Every record needs to be set down again without a single difference.

Stored items
----
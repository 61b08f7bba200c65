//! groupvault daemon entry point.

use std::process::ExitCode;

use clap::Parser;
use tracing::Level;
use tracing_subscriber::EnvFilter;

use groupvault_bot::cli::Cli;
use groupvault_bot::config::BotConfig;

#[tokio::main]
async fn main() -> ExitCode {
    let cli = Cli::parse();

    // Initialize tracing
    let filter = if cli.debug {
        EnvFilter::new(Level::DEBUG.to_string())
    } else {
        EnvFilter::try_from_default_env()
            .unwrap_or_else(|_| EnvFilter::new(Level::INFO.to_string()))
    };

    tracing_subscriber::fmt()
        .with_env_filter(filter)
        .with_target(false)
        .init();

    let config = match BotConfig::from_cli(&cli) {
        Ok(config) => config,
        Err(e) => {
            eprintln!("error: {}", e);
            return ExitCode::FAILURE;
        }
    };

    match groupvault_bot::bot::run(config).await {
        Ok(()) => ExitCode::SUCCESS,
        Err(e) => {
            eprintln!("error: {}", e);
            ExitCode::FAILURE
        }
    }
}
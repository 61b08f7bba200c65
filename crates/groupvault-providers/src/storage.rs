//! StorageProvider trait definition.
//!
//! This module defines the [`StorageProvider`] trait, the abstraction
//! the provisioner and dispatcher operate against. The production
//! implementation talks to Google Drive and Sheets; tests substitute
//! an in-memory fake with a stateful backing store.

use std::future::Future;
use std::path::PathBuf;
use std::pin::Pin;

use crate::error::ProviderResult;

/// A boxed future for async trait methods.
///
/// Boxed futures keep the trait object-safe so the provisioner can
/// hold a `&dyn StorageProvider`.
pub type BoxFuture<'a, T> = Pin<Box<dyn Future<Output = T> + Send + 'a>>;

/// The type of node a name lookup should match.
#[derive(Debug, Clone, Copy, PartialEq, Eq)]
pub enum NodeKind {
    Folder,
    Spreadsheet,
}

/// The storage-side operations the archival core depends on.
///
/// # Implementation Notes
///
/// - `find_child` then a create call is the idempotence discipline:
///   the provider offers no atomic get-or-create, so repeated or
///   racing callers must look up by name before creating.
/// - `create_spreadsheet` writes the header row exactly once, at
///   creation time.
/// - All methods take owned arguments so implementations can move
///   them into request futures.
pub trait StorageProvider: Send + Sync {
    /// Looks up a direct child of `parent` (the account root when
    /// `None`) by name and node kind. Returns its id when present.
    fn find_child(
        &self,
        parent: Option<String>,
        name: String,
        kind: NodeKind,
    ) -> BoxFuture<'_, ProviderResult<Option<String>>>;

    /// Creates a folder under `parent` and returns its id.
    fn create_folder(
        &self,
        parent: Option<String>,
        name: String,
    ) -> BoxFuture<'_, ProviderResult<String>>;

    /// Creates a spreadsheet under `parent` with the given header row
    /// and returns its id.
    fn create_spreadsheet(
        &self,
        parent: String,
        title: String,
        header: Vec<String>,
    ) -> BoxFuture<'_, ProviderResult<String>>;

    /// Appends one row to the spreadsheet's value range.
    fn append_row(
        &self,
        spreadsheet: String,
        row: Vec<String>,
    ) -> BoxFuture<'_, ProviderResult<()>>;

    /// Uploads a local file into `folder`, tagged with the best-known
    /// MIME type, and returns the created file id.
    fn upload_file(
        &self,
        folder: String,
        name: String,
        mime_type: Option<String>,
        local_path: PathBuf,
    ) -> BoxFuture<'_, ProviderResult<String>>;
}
----
Response box.
repository 61b08f7bba200c65
//! groupvault daemon entry point.

use std::process::ExitCode;

use clap::Parser;
use tracing::Level;
use tracing_subscriber::EnvFilter;

use groupvault_bot::cli::Cli;
use groupvault_bot::config::BotConfig;

#[tokio::main]
async fn main() -> ExitCode {
    let cli = Cli::parse();

    // Initialize tracing
    let filter = if cli.debug {
        EnvFilter::new(Level::DEBUG.to_string())
    } else {
        EnvFilter::try_from_default_env()
            .unwrap_or_else(|_| EnvFilter::new(Level::INFO.to_string()))
    };

    tracing_subscriber::fmt()
        .with_env_filter(filter)
        .with_target(false)
        .init();

    let config = match BotConfig::from_cli(&cli) {
        Ok(config) => config,
        Err(e) => {
            eprintln!("error: {}", e);
            return ExitCode::FAILURE;
        }
    };

    match groupvault_bot::bot::run(config).await {
        Ok(()) => ExitCode::SUCCESS,
        Err(e) => {
            eprintln!("error: {}", e);
            ExitCode::FAILURE
        }
    }
}
repository 61b08f7bba200c65
filename crates/groupvault-providers/src/storage.rs
//! StorageProvider trait definition.
//!
//! This module defines the [`StorageProvider`] trait, the abstraction
//! the provisioner and dispatcher operate against. The production
//! implementation talks to Google Drive and Sheets; tests substitute
//! an in-memory fake with a stateful backing store.

use std::future::Future;
use std::path::PathBuf;
use std::pin::Pin;

use crate::error::ProviderResult;

/// A boxed future for async trait methods.
///
/// Boxed futures keep the trait object-safe so the provisioner can
/// hold a `&dyn StorageProvider`.
pub type BoxFuture<'a, T> = Pin<Box<dyn Future<Output = T> + Send + 'a>>;

/// The type of node a name lookup should match.
#[derive(Debug, Clone, Copy, PartialEq, Eq)]
pub enum NodeKind {
    Folder,
    Spreadsheet,
}

/// The storage-side operations the archival core depends on.
///
/// # Implementation Notes
///
/// - `find_child` then a create call is the idempotence discipline:
///   the provider offers no atomic get-or-create, so repeated or
///   racing callers must look up by name before creating.
/// - `create_spreadsheet` writes the header row exactly once, at
///   creation time.
/// - All methods take owned arguments so implementations can move
///   them into request futures.
pub trait StorageProvider: Send + Sync {
    /// Looks up a direct child of `parent` (the account root when
    /// `None`) by name and node kind. Returns its id when present.
    fn find_child(
        &self,
        parent: Option<String>,
        name: String,
        kind: NodeKind,
    ) -> BoxFuture<'_, ProviderResult<Option<String>>>;

    /// Creates a folder under `parent` and returns its id.
    fn create_folder(
        &self,
        parent: Option<String>,
        name: String,
    ) -> BoxFuture<'_, ProviderResult<String>>;

    /// Creates a spreadsheet under `parent` with the given header row
    /// and returns its id.
    fn create_spreadsheet(
        &self,
        parent: String,
        title: String,
        header: Vec<String>,
    ) -> BoxFuture<'_, ProviderResult<String>>;

    /// Appends one row to the spreadsheet's value range.
    fn append_row(
        &self,
        spreadsheet: String,
        row: Vec<String>,
    ) -> BoxFuture<'_, ProviderResult<()>>;

    /// Uploads a local file into `folder`, tagged with the best-known
    /// MIME type, and returns the created file id.
    fn upload_file(
        &self,
        folder: String,
        name: String,
        mime_type: Option<String>,
        local_path: PathBuf,
    ) -> BoxFuture<'_, ProviderResult<String>>;
}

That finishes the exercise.